(WHAT THE TASK ASKS): First find the line with "pub struct TensorNames" in the entries below, then set down exactly every line through the line with "parametrized learned-detector pipeline.", that line included.

Saved data entries
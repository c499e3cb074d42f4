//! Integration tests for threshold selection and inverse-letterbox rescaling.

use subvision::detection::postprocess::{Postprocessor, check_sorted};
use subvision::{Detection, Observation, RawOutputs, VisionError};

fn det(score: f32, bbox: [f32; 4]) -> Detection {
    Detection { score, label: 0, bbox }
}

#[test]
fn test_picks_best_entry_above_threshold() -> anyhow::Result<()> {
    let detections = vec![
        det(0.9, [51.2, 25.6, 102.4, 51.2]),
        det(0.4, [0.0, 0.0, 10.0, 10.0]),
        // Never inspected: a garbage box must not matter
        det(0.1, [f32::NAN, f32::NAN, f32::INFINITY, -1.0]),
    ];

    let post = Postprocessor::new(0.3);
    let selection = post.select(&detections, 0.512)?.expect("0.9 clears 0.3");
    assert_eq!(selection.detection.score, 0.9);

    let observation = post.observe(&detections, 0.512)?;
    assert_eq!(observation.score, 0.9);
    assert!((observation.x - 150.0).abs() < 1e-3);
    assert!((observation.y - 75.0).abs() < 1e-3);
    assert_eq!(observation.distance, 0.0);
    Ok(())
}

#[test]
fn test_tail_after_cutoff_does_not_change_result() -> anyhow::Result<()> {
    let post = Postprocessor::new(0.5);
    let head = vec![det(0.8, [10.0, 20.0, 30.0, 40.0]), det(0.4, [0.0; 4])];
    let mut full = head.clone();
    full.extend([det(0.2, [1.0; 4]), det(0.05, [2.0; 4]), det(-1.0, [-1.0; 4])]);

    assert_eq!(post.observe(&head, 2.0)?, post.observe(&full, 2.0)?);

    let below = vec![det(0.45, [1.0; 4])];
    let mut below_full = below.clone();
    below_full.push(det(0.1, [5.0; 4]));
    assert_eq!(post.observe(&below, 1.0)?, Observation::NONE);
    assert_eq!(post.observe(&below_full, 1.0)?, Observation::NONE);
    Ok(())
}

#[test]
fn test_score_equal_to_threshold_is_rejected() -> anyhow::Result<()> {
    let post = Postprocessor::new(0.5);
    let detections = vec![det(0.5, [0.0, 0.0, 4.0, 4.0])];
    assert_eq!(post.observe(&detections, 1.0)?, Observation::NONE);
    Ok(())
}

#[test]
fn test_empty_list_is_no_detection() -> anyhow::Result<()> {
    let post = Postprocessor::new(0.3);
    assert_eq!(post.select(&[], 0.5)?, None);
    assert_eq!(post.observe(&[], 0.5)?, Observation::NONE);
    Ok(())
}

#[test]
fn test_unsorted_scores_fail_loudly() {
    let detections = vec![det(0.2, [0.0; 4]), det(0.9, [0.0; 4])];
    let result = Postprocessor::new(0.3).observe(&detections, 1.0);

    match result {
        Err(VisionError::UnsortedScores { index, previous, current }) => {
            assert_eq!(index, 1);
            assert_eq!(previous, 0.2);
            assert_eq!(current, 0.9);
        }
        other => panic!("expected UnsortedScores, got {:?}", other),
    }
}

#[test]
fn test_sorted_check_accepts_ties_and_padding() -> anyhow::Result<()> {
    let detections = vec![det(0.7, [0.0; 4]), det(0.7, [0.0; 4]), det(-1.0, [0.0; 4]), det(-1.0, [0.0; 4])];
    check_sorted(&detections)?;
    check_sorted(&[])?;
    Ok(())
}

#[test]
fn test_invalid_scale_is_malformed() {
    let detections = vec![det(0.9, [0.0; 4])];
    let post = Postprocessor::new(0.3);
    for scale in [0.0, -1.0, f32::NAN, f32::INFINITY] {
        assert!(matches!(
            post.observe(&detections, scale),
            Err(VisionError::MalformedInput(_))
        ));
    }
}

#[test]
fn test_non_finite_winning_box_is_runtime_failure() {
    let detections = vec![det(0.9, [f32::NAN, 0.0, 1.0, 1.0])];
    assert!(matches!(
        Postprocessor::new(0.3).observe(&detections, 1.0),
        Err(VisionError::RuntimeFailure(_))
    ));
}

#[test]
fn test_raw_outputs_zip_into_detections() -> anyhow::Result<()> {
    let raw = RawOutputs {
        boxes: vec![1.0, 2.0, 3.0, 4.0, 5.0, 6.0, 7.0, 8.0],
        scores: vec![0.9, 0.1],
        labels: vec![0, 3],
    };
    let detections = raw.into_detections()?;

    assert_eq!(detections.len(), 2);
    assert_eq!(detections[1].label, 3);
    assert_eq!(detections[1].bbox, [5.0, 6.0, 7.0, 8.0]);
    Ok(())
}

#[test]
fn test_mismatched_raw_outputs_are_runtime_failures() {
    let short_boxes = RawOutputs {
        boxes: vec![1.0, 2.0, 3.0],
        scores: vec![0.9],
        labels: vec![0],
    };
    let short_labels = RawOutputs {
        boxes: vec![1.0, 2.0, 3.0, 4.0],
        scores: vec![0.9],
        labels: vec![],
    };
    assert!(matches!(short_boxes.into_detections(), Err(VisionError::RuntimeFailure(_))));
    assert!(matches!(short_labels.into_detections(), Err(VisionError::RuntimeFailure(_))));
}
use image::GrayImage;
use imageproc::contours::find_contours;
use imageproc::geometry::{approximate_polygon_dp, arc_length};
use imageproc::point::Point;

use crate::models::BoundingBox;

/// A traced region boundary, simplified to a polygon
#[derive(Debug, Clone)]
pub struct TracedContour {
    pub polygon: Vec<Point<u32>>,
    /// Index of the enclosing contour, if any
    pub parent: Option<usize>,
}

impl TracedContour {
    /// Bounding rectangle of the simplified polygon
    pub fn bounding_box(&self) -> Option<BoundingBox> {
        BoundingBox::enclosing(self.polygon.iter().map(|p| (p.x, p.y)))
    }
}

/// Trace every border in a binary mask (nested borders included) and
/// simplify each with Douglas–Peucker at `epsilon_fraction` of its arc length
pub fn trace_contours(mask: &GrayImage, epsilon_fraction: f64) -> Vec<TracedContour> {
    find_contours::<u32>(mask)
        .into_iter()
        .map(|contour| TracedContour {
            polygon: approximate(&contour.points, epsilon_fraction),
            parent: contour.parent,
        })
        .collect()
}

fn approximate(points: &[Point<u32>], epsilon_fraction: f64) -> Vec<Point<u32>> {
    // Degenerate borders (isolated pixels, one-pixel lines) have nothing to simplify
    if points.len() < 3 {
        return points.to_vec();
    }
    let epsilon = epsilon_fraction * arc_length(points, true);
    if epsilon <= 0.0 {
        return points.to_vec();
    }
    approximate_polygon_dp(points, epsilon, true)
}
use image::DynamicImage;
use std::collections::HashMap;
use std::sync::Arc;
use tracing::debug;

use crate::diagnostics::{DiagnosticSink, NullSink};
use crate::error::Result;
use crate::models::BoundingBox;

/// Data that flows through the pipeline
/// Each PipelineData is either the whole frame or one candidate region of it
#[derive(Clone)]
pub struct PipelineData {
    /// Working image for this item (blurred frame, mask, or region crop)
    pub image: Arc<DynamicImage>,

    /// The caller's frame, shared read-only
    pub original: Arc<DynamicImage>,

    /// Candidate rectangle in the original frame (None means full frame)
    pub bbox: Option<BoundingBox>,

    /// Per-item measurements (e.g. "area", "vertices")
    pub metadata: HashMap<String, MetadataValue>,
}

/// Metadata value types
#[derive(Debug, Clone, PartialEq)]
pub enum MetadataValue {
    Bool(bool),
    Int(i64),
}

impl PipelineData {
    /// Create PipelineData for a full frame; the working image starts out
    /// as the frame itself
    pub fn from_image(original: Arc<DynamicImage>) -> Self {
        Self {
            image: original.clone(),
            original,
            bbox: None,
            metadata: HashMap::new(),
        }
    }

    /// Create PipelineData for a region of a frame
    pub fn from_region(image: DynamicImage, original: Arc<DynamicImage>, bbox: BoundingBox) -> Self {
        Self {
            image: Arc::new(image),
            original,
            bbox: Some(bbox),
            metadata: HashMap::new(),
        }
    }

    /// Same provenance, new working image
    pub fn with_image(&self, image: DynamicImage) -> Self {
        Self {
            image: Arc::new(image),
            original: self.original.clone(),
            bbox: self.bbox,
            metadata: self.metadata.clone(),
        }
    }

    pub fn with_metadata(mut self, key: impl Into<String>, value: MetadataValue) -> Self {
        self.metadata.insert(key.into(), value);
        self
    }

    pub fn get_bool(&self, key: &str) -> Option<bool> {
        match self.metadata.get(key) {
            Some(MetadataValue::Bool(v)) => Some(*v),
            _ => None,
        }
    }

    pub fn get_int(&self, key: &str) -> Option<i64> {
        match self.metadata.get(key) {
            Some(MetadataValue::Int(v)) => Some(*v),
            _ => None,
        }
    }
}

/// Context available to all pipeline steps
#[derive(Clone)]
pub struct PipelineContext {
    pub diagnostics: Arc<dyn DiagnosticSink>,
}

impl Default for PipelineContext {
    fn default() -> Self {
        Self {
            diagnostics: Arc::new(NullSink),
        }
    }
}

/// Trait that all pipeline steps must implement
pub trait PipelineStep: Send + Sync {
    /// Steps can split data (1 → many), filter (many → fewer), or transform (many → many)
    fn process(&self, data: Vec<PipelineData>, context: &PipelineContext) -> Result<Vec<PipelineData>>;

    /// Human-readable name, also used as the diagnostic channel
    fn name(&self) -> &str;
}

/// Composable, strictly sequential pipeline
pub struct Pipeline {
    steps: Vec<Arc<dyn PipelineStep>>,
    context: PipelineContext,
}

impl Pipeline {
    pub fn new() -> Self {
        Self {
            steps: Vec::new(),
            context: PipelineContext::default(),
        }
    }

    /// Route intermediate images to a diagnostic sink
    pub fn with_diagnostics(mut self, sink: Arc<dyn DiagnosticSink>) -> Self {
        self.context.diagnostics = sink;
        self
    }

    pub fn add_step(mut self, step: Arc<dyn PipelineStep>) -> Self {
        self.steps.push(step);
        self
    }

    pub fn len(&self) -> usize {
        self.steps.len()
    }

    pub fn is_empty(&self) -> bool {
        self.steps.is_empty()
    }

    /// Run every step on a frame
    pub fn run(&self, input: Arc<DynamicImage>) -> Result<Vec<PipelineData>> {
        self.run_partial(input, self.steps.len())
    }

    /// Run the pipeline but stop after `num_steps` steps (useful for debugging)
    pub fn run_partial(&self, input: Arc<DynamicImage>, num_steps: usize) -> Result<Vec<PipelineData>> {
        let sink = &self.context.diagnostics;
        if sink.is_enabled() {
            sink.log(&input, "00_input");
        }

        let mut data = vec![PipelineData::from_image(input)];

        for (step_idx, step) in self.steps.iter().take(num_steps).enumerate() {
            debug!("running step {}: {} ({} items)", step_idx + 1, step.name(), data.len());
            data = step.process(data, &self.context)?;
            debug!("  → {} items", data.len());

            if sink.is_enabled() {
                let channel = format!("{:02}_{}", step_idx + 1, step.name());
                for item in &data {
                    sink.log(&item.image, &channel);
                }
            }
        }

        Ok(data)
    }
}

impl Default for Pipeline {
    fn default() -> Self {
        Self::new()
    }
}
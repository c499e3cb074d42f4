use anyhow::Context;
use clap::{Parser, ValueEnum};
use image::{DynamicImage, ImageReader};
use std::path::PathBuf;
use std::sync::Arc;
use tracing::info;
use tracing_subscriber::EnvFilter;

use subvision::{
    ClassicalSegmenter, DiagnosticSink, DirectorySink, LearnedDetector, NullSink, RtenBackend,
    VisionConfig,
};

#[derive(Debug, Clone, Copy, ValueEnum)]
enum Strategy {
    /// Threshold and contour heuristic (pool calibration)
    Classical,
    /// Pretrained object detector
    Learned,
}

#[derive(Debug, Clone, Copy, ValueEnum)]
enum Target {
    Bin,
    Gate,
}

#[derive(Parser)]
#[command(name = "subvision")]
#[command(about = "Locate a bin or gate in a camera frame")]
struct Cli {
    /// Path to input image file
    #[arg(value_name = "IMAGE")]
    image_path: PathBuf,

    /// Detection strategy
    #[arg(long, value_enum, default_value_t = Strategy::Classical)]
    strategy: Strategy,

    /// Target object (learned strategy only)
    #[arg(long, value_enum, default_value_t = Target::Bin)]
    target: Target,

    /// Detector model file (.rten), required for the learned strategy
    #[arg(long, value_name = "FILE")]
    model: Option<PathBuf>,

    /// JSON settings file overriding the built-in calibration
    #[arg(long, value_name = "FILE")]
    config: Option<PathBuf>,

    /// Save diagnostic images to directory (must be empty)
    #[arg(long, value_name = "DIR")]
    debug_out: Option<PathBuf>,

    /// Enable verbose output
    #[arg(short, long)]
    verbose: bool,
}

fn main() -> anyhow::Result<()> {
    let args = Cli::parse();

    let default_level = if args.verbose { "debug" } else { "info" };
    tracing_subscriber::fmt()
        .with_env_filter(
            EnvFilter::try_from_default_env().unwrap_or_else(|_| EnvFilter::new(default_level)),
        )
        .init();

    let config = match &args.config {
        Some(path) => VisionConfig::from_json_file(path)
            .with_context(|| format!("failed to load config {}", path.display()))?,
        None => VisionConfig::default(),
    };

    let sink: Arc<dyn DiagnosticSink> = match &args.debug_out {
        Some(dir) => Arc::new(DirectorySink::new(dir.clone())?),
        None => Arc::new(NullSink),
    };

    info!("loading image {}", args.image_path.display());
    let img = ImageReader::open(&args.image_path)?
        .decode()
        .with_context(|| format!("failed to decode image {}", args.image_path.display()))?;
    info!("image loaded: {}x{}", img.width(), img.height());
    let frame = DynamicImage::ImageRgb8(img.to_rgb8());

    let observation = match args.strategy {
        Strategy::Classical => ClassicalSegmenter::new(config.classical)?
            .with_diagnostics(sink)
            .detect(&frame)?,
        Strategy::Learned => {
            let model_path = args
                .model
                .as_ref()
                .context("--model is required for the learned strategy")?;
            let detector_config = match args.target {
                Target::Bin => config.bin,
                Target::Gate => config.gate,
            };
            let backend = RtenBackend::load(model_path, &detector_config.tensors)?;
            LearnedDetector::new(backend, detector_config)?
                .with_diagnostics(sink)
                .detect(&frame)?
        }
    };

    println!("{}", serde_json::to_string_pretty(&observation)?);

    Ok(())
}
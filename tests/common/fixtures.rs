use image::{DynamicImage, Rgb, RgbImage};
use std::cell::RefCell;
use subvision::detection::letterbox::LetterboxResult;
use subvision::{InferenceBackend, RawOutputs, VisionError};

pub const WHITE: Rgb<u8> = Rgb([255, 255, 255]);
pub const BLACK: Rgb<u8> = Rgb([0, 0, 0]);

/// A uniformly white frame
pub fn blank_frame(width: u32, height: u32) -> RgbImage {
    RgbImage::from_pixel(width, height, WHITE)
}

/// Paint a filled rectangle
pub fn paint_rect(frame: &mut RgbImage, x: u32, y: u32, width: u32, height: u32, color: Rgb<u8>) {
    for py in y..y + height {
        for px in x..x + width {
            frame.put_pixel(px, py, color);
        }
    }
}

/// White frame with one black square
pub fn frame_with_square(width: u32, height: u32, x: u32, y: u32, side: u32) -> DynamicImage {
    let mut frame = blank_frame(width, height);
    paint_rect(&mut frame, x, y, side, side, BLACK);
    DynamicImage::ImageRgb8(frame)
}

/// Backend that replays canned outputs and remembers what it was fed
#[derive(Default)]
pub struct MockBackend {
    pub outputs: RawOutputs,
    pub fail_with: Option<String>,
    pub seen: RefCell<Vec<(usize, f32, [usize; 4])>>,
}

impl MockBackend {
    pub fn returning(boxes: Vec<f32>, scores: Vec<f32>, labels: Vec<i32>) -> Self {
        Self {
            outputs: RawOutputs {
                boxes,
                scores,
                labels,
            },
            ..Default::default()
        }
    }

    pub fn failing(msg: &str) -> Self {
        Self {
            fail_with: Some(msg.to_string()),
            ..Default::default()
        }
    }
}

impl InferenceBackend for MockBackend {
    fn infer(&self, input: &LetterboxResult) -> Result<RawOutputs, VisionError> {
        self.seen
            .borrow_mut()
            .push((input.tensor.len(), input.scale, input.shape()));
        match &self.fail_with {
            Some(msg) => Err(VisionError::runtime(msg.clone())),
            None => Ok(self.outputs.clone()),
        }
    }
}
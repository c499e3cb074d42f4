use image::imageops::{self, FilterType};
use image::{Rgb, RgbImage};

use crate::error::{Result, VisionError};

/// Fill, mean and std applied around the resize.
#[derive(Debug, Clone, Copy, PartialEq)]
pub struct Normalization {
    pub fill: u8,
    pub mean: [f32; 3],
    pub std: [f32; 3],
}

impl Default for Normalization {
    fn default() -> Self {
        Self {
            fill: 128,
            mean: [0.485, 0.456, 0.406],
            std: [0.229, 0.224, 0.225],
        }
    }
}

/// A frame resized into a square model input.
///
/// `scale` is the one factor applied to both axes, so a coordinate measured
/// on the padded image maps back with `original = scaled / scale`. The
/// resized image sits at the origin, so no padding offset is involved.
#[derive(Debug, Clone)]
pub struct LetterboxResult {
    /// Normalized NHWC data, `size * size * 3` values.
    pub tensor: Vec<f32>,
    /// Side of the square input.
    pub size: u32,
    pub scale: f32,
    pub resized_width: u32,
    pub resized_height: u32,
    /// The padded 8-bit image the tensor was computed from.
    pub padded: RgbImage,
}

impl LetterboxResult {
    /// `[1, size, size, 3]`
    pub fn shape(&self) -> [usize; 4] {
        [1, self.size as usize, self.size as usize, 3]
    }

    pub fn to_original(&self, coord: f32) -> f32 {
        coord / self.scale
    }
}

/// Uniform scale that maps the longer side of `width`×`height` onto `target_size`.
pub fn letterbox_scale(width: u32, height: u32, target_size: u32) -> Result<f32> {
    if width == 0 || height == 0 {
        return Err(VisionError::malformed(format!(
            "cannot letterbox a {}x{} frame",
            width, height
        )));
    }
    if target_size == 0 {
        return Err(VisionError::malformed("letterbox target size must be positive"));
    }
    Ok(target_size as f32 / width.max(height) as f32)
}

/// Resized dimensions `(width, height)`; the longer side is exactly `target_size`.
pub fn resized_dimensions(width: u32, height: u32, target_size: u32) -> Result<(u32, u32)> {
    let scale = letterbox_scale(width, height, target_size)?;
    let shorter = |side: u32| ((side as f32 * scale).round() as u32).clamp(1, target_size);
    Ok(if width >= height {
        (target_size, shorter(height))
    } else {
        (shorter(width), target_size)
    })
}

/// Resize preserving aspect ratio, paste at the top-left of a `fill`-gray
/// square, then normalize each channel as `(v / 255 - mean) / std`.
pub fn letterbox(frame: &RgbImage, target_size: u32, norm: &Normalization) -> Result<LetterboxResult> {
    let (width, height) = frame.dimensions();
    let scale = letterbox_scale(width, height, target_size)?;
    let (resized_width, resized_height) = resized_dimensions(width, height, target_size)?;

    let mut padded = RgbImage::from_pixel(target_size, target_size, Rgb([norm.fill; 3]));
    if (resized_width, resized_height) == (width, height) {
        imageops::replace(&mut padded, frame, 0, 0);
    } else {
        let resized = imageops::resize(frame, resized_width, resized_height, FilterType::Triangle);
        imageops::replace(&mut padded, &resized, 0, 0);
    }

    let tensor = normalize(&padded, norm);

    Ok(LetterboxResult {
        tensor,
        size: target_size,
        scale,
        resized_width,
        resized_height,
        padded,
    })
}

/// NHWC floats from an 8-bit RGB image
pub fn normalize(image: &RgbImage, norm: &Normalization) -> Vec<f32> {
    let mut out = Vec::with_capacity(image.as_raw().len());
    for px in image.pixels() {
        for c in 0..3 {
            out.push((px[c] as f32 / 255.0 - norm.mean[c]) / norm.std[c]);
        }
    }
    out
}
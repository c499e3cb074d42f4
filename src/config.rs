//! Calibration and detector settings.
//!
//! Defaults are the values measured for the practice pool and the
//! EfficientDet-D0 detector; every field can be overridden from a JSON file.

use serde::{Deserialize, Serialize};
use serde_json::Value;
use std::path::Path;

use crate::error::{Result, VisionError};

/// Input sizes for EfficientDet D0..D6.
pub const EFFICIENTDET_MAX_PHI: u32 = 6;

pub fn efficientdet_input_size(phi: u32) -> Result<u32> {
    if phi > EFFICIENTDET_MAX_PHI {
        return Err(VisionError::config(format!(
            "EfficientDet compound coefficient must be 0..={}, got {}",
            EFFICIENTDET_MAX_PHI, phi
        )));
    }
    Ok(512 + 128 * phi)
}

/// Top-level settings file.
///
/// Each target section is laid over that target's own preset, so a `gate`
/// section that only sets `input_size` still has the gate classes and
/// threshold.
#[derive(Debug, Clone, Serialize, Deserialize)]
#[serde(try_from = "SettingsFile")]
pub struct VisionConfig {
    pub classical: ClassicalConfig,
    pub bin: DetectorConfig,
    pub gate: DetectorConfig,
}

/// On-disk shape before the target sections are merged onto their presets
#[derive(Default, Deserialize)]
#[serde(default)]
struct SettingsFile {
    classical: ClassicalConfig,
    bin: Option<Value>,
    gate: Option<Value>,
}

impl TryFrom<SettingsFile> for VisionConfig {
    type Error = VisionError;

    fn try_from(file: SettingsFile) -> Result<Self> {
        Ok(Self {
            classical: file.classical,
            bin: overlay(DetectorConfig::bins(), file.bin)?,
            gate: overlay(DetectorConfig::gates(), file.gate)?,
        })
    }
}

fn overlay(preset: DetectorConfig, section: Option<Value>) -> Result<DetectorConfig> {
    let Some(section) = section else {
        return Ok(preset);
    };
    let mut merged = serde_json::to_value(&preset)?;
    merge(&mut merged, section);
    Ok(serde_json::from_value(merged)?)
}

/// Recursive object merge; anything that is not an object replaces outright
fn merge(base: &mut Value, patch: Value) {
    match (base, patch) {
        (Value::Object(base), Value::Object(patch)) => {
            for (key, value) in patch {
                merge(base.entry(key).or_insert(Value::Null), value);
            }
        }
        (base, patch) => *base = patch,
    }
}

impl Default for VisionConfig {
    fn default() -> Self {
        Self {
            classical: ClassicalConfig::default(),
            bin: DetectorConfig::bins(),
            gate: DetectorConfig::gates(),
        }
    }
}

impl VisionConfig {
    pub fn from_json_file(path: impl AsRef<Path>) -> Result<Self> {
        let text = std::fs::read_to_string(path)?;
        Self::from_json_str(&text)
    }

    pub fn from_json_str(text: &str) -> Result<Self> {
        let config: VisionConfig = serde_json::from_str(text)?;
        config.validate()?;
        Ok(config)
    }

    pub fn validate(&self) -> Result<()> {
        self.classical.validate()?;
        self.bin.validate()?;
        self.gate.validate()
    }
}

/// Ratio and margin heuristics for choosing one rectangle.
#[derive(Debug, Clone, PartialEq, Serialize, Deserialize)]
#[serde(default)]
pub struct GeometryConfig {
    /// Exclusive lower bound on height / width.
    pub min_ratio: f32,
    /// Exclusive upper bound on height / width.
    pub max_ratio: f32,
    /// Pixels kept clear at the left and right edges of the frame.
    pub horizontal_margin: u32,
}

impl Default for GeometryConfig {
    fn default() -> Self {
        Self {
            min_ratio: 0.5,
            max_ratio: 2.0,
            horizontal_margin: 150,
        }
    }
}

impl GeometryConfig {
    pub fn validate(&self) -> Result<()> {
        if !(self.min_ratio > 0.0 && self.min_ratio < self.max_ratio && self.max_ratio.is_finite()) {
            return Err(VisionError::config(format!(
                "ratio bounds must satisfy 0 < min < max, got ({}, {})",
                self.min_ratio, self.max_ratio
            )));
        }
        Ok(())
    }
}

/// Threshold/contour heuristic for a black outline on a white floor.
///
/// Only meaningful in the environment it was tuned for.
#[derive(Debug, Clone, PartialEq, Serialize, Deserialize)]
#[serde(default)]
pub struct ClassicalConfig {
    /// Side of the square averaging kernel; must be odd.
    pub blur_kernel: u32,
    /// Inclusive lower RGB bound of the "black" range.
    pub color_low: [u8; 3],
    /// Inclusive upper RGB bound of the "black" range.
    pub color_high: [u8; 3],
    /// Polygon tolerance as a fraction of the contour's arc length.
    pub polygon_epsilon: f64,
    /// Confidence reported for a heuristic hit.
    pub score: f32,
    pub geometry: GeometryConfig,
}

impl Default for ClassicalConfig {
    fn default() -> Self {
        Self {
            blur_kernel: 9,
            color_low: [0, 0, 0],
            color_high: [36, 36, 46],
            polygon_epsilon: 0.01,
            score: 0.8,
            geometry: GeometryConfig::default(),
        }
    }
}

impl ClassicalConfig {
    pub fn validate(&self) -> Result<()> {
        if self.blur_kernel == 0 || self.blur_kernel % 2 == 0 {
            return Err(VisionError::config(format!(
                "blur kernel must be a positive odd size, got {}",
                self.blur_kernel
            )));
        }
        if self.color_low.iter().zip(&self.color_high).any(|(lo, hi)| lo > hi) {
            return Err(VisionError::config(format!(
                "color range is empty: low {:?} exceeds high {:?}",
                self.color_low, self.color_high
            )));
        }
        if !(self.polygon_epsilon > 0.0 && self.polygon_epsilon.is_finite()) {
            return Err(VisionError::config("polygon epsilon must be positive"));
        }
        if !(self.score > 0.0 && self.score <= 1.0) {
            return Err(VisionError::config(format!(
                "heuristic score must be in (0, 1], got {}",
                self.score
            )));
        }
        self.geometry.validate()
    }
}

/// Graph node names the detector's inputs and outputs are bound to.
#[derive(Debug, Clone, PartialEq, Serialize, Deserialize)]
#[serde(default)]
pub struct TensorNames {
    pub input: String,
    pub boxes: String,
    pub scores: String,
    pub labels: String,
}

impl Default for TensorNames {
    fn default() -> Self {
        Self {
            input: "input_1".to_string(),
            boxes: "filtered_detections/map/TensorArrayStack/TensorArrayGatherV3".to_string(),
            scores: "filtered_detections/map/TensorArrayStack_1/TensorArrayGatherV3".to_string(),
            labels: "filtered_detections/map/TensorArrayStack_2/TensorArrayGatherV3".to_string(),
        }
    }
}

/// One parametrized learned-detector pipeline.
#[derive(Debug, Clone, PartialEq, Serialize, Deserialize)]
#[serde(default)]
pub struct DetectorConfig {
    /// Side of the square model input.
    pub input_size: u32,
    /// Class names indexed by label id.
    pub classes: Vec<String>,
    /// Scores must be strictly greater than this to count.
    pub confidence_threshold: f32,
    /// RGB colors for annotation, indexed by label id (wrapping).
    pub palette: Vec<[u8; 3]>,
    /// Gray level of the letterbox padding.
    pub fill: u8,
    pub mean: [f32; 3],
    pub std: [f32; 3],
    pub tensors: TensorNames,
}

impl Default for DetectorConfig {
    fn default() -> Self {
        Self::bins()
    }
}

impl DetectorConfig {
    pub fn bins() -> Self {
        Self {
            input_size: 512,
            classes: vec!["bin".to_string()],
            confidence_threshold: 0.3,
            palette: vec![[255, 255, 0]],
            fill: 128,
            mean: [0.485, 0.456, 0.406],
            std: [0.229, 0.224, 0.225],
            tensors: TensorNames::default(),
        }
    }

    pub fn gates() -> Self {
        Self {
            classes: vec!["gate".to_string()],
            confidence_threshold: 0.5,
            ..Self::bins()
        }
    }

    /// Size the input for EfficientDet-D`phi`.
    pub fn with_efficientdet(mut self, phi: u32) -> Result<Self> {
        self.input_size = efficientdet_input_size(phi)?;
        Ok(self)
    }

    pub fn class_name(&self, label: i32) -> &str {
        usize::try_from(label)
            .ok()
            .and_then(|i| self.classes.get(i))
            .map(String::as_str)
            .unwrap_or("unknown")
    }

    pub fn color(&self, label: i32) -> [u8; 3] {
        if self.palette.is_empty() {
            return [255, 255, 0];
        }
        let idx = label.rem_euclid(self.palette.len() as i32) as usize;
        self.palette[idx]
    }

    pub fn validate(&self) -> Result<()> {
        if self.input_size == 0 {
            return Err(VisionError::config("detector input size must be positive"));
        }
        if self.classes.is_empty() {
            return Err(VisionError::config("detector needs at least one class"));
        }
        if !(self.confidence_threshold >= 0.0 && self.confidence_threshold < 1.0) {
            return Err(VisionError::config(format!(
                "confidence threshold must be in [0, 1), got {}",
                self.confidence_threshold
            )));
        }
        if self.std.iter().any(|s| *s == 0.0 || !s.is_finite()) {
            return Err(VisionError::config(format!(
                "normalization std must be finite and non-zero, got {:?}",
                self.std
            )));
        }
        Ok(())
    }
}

(ANSWER FOR THIS EXERCISE):
pub struct TensorNames {
    pub input: String,
    pub boxes: String,
    pub scores: String,
    pub labels: String,
}

impl Default for TensorNames {
    fn default() -> Self {
        Self {
            input: "input_1".to_string(),
            boxes: "filtered_detections/map/TensorArrayStack/TensorArrayGatherV3".to_string(),
            scores: "filtered_detections/map/TensorArrayStack_1/TensorArrayGatherV3".to_string(),
            labels: "filtered_detections/map/TensorArrayStack_2/TensorArrayGatherV3".to_string(),
        }
    }
}

/// One parametrized learned-detector pipeline.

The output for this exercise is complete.